_Your instructions_
Give again only those lines from the start of the entries through the line holding "use leptos::*;", leaving them as they are.

*** Excerpted records ***

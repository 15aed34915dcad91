//! Centralized icon catalog for the design-system primitives.
//!
//! Components reference icons through [`IconName`] so no control embeds raw SVG
//! markup. Paths are Fluent UI System Icons (regular, 24px).

use leptos::*;

#[derive(Debug, Clone, Copy, PartialEq, Eq, Hash)]
/// Semantic icon identifiers used by the primitives.
pub enum IconName {
    /// Expand chevron for closed disclosures.
    ChevronDown,
    /// Collapse chevron for open disclosures.
    ChevronUp,
    /// Checked state marker.
    Checkmark,
    /// Indeterminate state marker.
    Subtract,
    /// Add/expand affordance.
    Add,
    /// Dismiss/close icon.
    Dismiss,
    /// Informational glyph for empty and status blocks.
    Info,
}

impl IconName {
    /// Stable token used for CSS hooks and debugging.
    pub const fn token(self) -> &'static str {
        match self {
            Self::ChevronDown => "chevron-down",
            Self::ChevronUp => "chevron-up",
            Self::Checkmark => "checkmark",
            Self::Subtract => "subtract",
            Self::Add => "add",
            Self::Dismiss => "dismiss",
            Self::Info => "info",
        }
    }

    fn svg_body(self) -> &'static str {
        match self {
            Self::ChevronDown => {
                r#"<path d="M4.22 8.47c.3-.3.77-.3 1.06 0L12 15.19l6.72-6.72a.75.75 0 1 1 1.06 1.06l-7.25 7.25c-.3.3-.77.3-1.06 0L4.22 9.53a.75.75 0 0 1 0-1.06Z"/>"#
            }
            Self::ChevronUp => {
                r#"<path d="M4.22 15.53c.3.3.77.3 1.06 0L12 8.81l6.72 6.72a.75.75 0 1 0 1.06-1.06l-7.25-7.25a.75.75 0 0 0-1.06 0l-7.25 7.25c-.3.3-.3.77 0 1.06Z"/>"#
            }
            Self::Checkmark => {
                r#"<path d="M4.53 12.97a.75.75 0 0 0-1.06 1.06l4.5 4.5c.3.3.77.3 1.06 0l11-11a.75.75 0 0 0-1.06-1.06L8.5 16.94l-3.97-3.97Z"/>"#
            }
            Self::Subtract => {
                r#"<path d="M3.75 12.5h16.5a.75.75 0 0 0 0-1.5H3.75a.75.75 0 0 0 0 1.5Z"/>"#
            }
            Self::Add => {
                r#"<path d="M11.75 3a.75.75 0 0 1 .74.65l.01.1v7.5h7.5a.75.75 0 0 1 .1 1.5h-7.6v7.5a.75.75 0 0 1-1.5.1v-7.6H3.75a.75.75 0 0 1-.1-1.5h7.6v-7.5c0-.41.34-.75.75-.75Z"/>"#
            }
            Self::Dismiss => {
                r#"<path d="m4.4 4.55.07-.08a.75.75 0 0 1 .98-.07l.08.07L12 10.94l6.47-6.47a.75.75 0 1 1 1.06 1.06L13.06 12l6.47 6.47c.27.27.3.68.07.98l-.07.08a.75.75 0 0 1-.98.07l-.08-.07L12 13.06l-6.47 6.47a.75.75 0 0 1-1.06-1.06L10.94 12 4.47 5.53a.75.75 0 0 1-.07-.98l.07-.08-.07.08Z"/>"#
            }
            Self::Info => {
                r#"<path d="M12 1.5a10.5 10.5 0 1 1 0 21 10.5 10.5 0 0 1 0-21ZM12 3a9 9 0 1 0 0 18 9 9 0 0 0 0-18Zm0 7.5c.41 0 .75.34.75.75v5.5a.75.75 0 0 1-1.5 0v-5.5c0-.41.34-.75.75-.75Zm0-3.25a1 1 0 1 1 0 2 1 1 0 0 1 0-2Z"/>"#
            }
        }
    }
}

#[derive(Debug, Default, Clone, Copy, PartialEq, Eq, Hash)]
/// Standardized icon sizes.
pub enum IconSize {
    /// 14px compact icon (dense controls).
    Xs,
    /// 16px standard icon (buttons and menus).
    #[default]
    Sm,
    /// 20px medium icon (icon buttons).
    Md,
    /// 24px large icon (empty states).
    Lg,
}

impl IconSize {
    /// Pixel size for the icon.
    pub const fn px(self) -> u16 {
        match self {
            Self::Xs => 14,
            Self::Sm => 16,
            Self::Md => 20,
            Self::Lg => 24,
        }
    }

    /// Stable size token used for CSS hooks and debugging.
    pub const fn token(self) -> &'static str {
        match self {
            Self::Xs => "xs",
            Self::Sm => "sm",
            Self::Md => "md",
            Self::Lg => "lg",
        }
    }
}

#[component]
/// Renders an icon SVG from the centralized catalog.
pub fn Icon(
    /// Semantic icon identifier.
    icon: IconName,
    /// Standardized icon size token.
    #[prop(default = IconSize::Sm)]
    size: IconSize,
) -> impl IntoView {
    let size_px = size.px().to_string();

    view! {
        <svg
            class="ui-icon"
            data-icon=icon.token()
            data-size=size.token()
            xmlns="http://www.w3.org/2000/svg"
            viewBox="0 0 24 24"
            width=size_px.clone()
            height=size_px
            fill="currentColor"
            focusable="false"
            aria-hidden="true"
            inner_html=icon.svg_body()
        />
    }
}
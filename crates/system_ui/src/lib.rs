//! Leptos component library for the design system's disclosure and selection
//! widgets.
//!
//! The crate owns reusable primitives, a centralized icon API, and the stable
//! `data-ui-*` DOM contract consumed by the site CSS. Stateful widgets
//! (accordions, FAQs, dropdowns, checkbox groups, list items, and group fields)
//! keep their active items in a [`disclosure_core::ControllerBinding`] wrapped
//! by [`ToggleController`], so each one works controlled or uncontrolled with
//! the same props shape.

#![warn(missing_docs, rustdoc::broken_intra_doc_links)]

mod disclosure;
mod icon;
mod primitives;

pub use disclosure::{
    Accordion, AccordionItem, CheckboxGroup, Dropdown, DropdownItem, Faq, FaqEntry, FieldOption,
    GroupField, ListGroup, ListItem, ToggleController,
};
pub use disclosure_core::{GroupFieldKind, ListSelection, ToggleChange, ToggleSet};
pub use icon::{Icon, IconName, IconSize};
pub use primitives::{
    Badge, Button, ButtonSize, ButtonVariant, Card, CheckboxField, Cluster, Elevation, EmptyState,
    Heading, IconButton, LayoutAlign, LayoutGap, LayoutJustify, LayoutPadding, MenuSeparator,
    MenuSurface, PaneHeader, Panel, RadioField, Stack, Surface, SurfaceVariant, Text, TextRole,
    TextTone,
};

/// Convenience imports for crates composing the component set.
pub mod prelude {
    pub use crate::{
        Accordion, AccordionItem, Badge, Button, ButtonSize, ButtonVariant, Card, CheckboxField,
        CheckboxGroup, Cluster, Dropdown, DropdownItem, Elevation, EmptyState, Faq, FaqEntry,
        FieldOption, GroupField, GroupFieldKind, Heading, Icon, IconButton, IconName, IconSize,
        LayoutAlign, LayoutGap, LayoutJustify, LayoutPadding, ListGroup, ListItem, ListSelection,
        MenuSeparator, MenuSurface, PaneHeader, Panel, RadioField, Stack, Surface, SurfaceVariant,
        Text, TextRole, TextTone, ToggleChange, ToggleController, ToggleSet,
    };
}
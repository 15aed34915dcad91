//! Selection disciplines answering "what is the set after toggling this item".

use std::fmt;
use std::str::FromStr;

use serde::{Deserialize, Serialize};
use thiserror::Error;

use crate::ToggleSet;

#[derive(Debug, Clone, Copy, PartialEq, Eq, Hash, Serialize, Deserialize)]
#[serde(rename_all = "kebab-case")]
/// Transition rule family used by a [`SelectionPolicy`].
pub enum SelectionMode {
    /// Every item opens and closes on its own (multi-open FAQ).
    Independent,
    /// At most one item is active (accordion, radio, single-select dropdown).
    ExclusiveSingle,
    /// Any subset may be checked (checkbox group, multiselect dropdown).
    MultiSelect,
}

impl SelectionMode {
    /// Stable kebab-case token for this mode.
    pub fn token(self) -> &'static str {
        match self {
            Self::Independent => "independent",
            Self::ExclusiveSingle => "exclusive-single",
            Self::MultiSelect => "multi-select",
        }
    }
}

impl fmt::Display for SelectionMode {
    fn fmt(&self, f: &mut fmt::Formatter<'_>) -> fmt::Result {
        f.write_str(self.token())
    }
}

#[derive(Debug, Error, Clone, PartialEq, Eq)]
/// Returned when a selection-mode token is not recognized.
#[error("unknown selection mode `{token}` (expected independent, exclusive-single, or multi-select)")]
pub struct ParseSelectionModeError {
    /// Token that failed to parse.
    pub token: String,
}

impl FromStr for SelectionMode {
    type Err = ParseSelectionModeError;

    fn from_str(raw: &str) -> Result<Self, Self::Err> {
        match raw.trim() {
            "independent" => Ok(Self::Independent),
            "exclusive-single" => Ok(Self::ExclusiveSingle),
            "multi-select" => Ok(Self::MultiSelect),
            other => Err(ParseSelectionModeError {
                token: other.to_string(),
            }),
        }
    }
}

#[derive(Debug, Clone, Copy, PartialEq, Eq, Hash, Serialize, Deserialize)]
#[serde(from = "PolicyFields")]
/// Stateless transition rule applied to a [`ToggleSet`] on every toggle request.
///
/// Policies have no knowledge of which items exist; call sites only emit
/// toggles for items they rendered. The empty set is a valid state under every
/// mode.
pub struct SelectionPolicy {
    mode: SelectionMode,
    closable_on_reselect: bool,
}

#[derive(Deserialize)]
struct PolicyFields {
    mode: SelectionMode,
    #[serde(default = "reselect_closes")]
    closable_on_reselect: bool,
}

fn reselect_closes() -> bool {
    true
}

impl From<PolicyFields> for SelectionPolicy {
    fn from(fields: PolicyFields) -> Self {
        Self::new(fields.mode, fields.closable_on_reselect)
    }
}

impl SelectionPolicy {
    /// Each item toggles independently.
    pub const fn independent() -> Self {
        Self {
            mode: SelectionMode::Independent,
            closable_on_reselect: true,
        }
    }

    /// At most one active item.
    ///
    /// With `closable_on_reselect` toggling the open item closes it (accordion);
    /// without it re-selecting the chosen item is a no-op (radio).
    pub const fn exclusive(closable_on_reselect: bool) -> Self {
        Self {
            mode: SelectionMode::ExclusiveSingle,
            closable_on_reselect,
        }
    }

    /// Unconstrained set of independent checks.
    pub const fn multi_select() -> Self {
        Self {
            mode: SelectionMode::MultiSelect,
            closable_on_reselect: true,
        }
    }

    /// Builds a policy from a mode and reselect flag.
    ///
    /// The flag only affects [`SelectionMode::ExclusiveSingle`].
    pub const fn new(mode: SelectionMode, closable_on_reselect: bool) -> Self {
        match mode {
            SelectionMode::Independent => Self::independent(),
            SelectionMode::ExclusiveSingle => Self::exclusive(closable_on_reselect),
            SelectionMode::MultiSelect => Self::multi_select(),
        }
    }

    /// Transition rule family.
    pub fn mode(&self) -> SelectionMode {
        self.mode
    }

    /// Whether toggling the sole active item clears it.
    pub fn closable_on_reselect(&self) -> bool {
        self.closable_on_reselect
    }

    /// Returns the set that results from toggling `item`.
    ///
    /// Under [`SelectionMode::ExclusiveSingle`] a set holding more than one item
    /// (unreachable through this policy) collapses to `{item}`.
    pub fn apply<K: Ord + Clone>(&self, set: &ToggleSet<K>, item: K) -> ToggleSet<K> {
        match self.mode {
            SelectionMode::Independent | SelectionMode::MultiSelect => {
                let include = !set.contains(&item);
                set.toggled(item, include)
            }
            SelectionMode::ExclusiveSingle => {
                if !set.is_sole_member(&item) {
                    ToggleSet::only(item)
                } else if self.closable_on_reselect {
                    ToggleSet::new()
                } else {
                    set.clone()
                }
            }
        }
    }

    /// Returns the set that results from asking for `item` to be present iff
    /// `include`.
    ///
    /// Used by controls whose events already carry the intended state, such as
    /// a checkbox `change` event.
    pub fn apply_membership<K: Ord + Clone>(
        &self,
        set: &ToggleSet<K>,
        item: K,
        include: bool,
    ) -> ToggleSet<K> {
        match self.mode {
            SelectionMode::Independent | SelectionMode::MultiSelect => set.toggled(item, include),
            SelectionMode::ExclusiveSingle if include => ToggleSet::only(item),
            SelectionMode::ExclusiveSingle => {
                if self.closable_on_reselect && set.contains(&item) {
                    ToggleSet::new()
                } else {
                    set.clone()
                }
            }
        }
    }

    /// Returns `true` when `set` satisfies this policy's size constraint.
    pub fn admits<K: Ord>(&self, set: &ToggleSet<K>) -> bool {
        match self.mode {
            SelectionMode::ExclusiveSingle => set.len() <= 1,
            SelectionMode::Independent | SelectionMode::MultiSelect => true,
        }
    }
}

impl Default for SelectionPolicy {
    fn default() -> Self {
        Self::independent()
    }
}

#[cfg(test)]
mod tests {
    use pretty_assertions::assert_eq;

    use super::*;

    fn set(items: &[u32]) -> ToggleSet<u32> {
        items.iter().copied().collect()
    }

    #[test]
    fn independent_toggle_flips_only_target_membership() {
        let policy = SelectionPolicy::independent();
        assert_eq!(policy.apply(&set(&[1, 3]), 2), set(&[1, 2, 3]));
        assert_eq!(policy.apply(&set(&[1, 2, 3]), 2), set(&[1, 3]));
    }

    #[test]
    fn independent_and_multi_select_share_transition_rule() {
        let start = set(&[5, 8]);
        for item in [1, 5, 8, 13] {
            assert_eq!(
                SelectionPolicy::independent().apply(&start, item),
                SelectionPolicy::multi_select().apply(&start, item)
            );
        }
    }

    #[test]
    fn toggles_commute_under_independent_and_multi_select() {
        for policy in [
            SelectionPolicy::independent(),
            SelectionPolicy::multi_select(),
        ] {
            let start = set(&[7]);
            let a_then_b = policy.apply(&policy.apply(&start, 1), 2);
            let b_then_a = policy.apply(&policy.apply(&start, 2), 1);
            assert_eq!(a_then_b, b_then_a);
            assert_eq!(a_then_b, set(&[1, 2, 7]));
        }
    }

    #[test]
    fn exclusive_switches_to_new_item() {
        let policy = SelectionPolicy::exclusive(true);
        assert_eq!(policy.apply(&set(&[0]), 2), set(&[2]));
        assert_eq!(policy.apply(&set(&[]), 4), set(&[4]));
    }

    #[test]
    fn exclusive_reselect_honors_closable_flag() {
        assert_eq!(SelectionPolicy::exclusive(true).apply(&set(&[2]), 2), set(&[]));
        assert_eq!(SelectionPolicy::exclusive(false).apply(&set(&[2]), 2), set(&[2]));
    }

    #[test]
    fn exclusive_collapses_invalid_multi_member_set() {
        let invalid = set(&[1, 2, 3]);
        assert_eq!(SelectionPolicy::exclusive(true).apply(&invalid, 2), set(&[2]));
        assert_eq!(SelectionPolicy::exclusive(false).apply(&invalid, 9), set(&[9]));
    }

    #[test]
    fn exclusive_never_exceeds_one_member_over_any_sequence() {
        let sequence = [3, 3, 1, 4, 1, 5, 9, 2, 6, 5, 3, 5, 5, 8, 9, 7, 9];
        for closable in [true, false] {
            let policy = SelectionPolicy::exclusive(closable);
            let mut current = ToggleSet::new();
            for item in sequence {
                current = policy.apply(&current, item);
                assert!(policy.admits(&current), "{current:?} after {item}");
            }
        }
    }

    #[test]
    fn membership_requests_for_absent_items_are_noops() {
        for policy in [
            SelectionPolicy::independent(),
            SelectionPolicy::exclusive(true),
            SelectionPolicy::exclusive(false),
            SelectionPolicy::multi_select(),
        ] {
            let start = set(&[4]);
            assert_eq!(policy.apply_membership(&start, 11, false), start);
        }
    }

    #[test]
    fn exclusive_membership_requests() {
        let accordion = SelectionPolicy::exclusive(true);
        let radio = SelectionPolicy::exclusive(false);

        assert_eq!(accordion.apply_membership(&set(&[1]), 3, true), set(&[3]));
        assert_eq!(accordion.apply_membership(&set(&[3]), 3, false), set(&[]));
        assert_eq!(radio.apply_membership(&set(&[3]), 3, false), set(&[3]));
        assert_eq!(radio.apply_membership(&set(&[3]), 3, true), set(&[3]));
    }

    #[test]
    fn mode_tokens_parse_and_render() {
        for mode in [
            SelectionMode::Independent,
            SelectionMode::ExclusiveSingle,
            SelectionMode::MultiSelect,
        ] {
            assert_eq!(mode.to_string().parse::<SelectionMode>(), Ok(mode));
        }
        assert_eq!(
            " exclusive-single ".parse::<SelectionMode>(),
            Ok(SelectionMode::ExclusiveSingle)
        );

        let err = "radio".parse::<SelectionMode>().expect_err("unknown token");
        assert_eq!(err.token, "radio");
        assert!(err.to_string().contains("unknown selection mode `radio`"));
    }

    #[test]
    fn policy_deserializes_from_kebab_case_mode() {
        let policy: SelectionPolicy =
            serde_json::from_str(r#"{"mode":"exclusive-single","closable_on_reselect":false}"#)
                .expect("parse policy");
        assert_eq!(policy, SelectionPolicy::exclusive(false));
    }

    #[test]
    fn deserialized_policy_ignores_reselect_flag_outside_exclusive_mode() {
        let policy: SelectionPolicy =
            serde_json::from_str(r#"{"mode":"independent","closable_on_reselect":false}"#)
                .expect("parse policy");
        assert_eq!(policy, SelectionPolicy::independent());

        let policy: SelectionPolicy =
            serde_json::from_str(r#"{"mode":"exclusive-single"}"#).expect("parse policy");
        assert_eq!(policy, SelectionPolicy::exclusive(true));
    }
}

*** End of Excerpted records ***

_Answer section_
repository 15aed34915dcad91
//! Centralized icon catalog for the design-system primitives.
//!
//! Components reference icons through [`IconName`] so no control embeds raw SVG
//! markup. Paths are Fluent UI System Icons (regular, 24px).

use leptos::*;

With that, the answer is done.